It yields an extraordinary account of the rise and fall of Purgatory as both a belief and a lucrative institution - as well as a capacious new reading of the power of "Hamlet".

In the mid-sixteenth century, English authorities abruptly changed the relationship between the living and dead.

Declaring that Purgatory was a false "poem," they abolished the institutions and banned the practices that Christians relied on to ease the passage to Heaven for themselves and their dead loved ones.

Greenblatt explores the fantastic adventure narratives, ghost stories, pilgrimages, and imagery by which a belief in a grisly "prison house of souls" had been shaped and reinforced in the Middle Ages.

He probes the psychological benefits as well as the high costs of this belief and of its demolition.

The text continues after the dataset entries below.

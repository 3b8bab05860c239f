//! Canvas 2D renderer for the browser build

use std::f64::consts::TAU;

use wasm_bindgen::{JsCast, JsValue};
use web_sys::{CanvasRenderingContext2d, HtmlCanvasElement};

use super::Renderer;
use crate::sim::RenderFrame;

const BRICK_COLOR: &str = "#0095DD";
const BALL_COLOR: &str = "red";
const PADDLE_FILL: &str = "yellow";
const PADDLE_STROKE: &str = "green";
const SCORE_COLOR: &str = "#0095DD";
const SCORE_FONT: &str = "16px Arial";

pub struct CanvasRenderer {
    ctx: CanvasRenderingContext2d,
}

impl CanvasRenderer {
    /// Grab the 2D context of `canvas` and size it to the arena
    pub fn new(canvas: &HtmlCanvasElement, width: u32, height: u32) -> Result<Self, JsValue> {
        canvas.set_width(width);
        canvas.set_height(height);
        let ctx = canvas
            .get_context("2d")?
            .ok_or_else(|| JsValue::from_str("canvas has no 2d context"))?
            .dyn_into::<CanvasRenderingContext2d>()
            .map_err(JsValue::from)?;
        Ok(Self { ctx })
    }
}

impl Renderer for CanvasRenderer {
    fn draw(&mut self, frame: &RenderFrame) {
        let ctx = &self.ctx;
        ctx.clear_rect(
            0.0,
            0.0,
            frame.arena_width as f64,
            frame.arena_height as f64,
        );

        for brick in frame.active_bricks() {
            ctx.begin_path();
            ctx.rect(
                brick.x as f64,
                brick.y as f64,
                brick.width as f64,
                brick.height as f64,
            );
            ctx.set_fill_style_str(BRICK_COLOR);
            ctx.fill();
            ctx.close_path();
        }

        let ball = &frame.ball;
        ctx.begin_path();
        if let Err(e) = ctx.arc(ball.x as f64, ball.y as f64, ball.radius as f64, 0.0, TAU) {
            log::warn!("Ball arc failed: {:?}", e);
        }
        ctx.set_fill_style_str(BALL_COLOR);
        ctx.fill();
        ctx.close_path();

        let paddle = &frame.paddle;
        ctx.begin_path();
        ctx.rect(
            paddle.x as f64,
            paddle.y as f64,
            paddle.width as f64,
            paddle.height as f64,
        );
        ctx.set_fill_style_str(PADDLE_FILL);
        ctx.fill();
        ctx.set_stroke_style_str(PADDLE_STROKE);
        ctx.stroke();
        ctx.close_path();

        ctx.set_font(SCORE_FONT);
        ctx.set_fill_style_str(SCORE_COLOR);
        let _ = ctx.fill_text(&format!("Score: {}", frame.score), 8.0, 20.0);
    }
}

With the doctrine of Purgatory and the elaborate practices that grew up around it, the church had provided a powerful method of negotiating with the dead.The Protestant attack on Purgatory destroyed this method for most people in England, but it did not eradicate the longings and fears that Catholic doctrine had for centuries focused and exploited.

In his strikingly original interpretation, Greenblatt argues that the human desires to commune with, assist, and be rid of the dead were transformed by Shakespeare-consummate conjurer that he was-into the substance of several of his plays, above all the weirdly powerful "Hamlet".

Thus, the space of Purgatory became the stage haunted by literature's most famous ghost.

This book constitutes an extraordinary feat that could have been accomplished by only Stephen Greenblatt.

It is at once a deeply satisfying reading of medieval religion, an innovative interpretation of the apparitions that trouble Shakespeare's tragic heroes, and an exploration of how a culture can be inhabited by its own spectral leftovers.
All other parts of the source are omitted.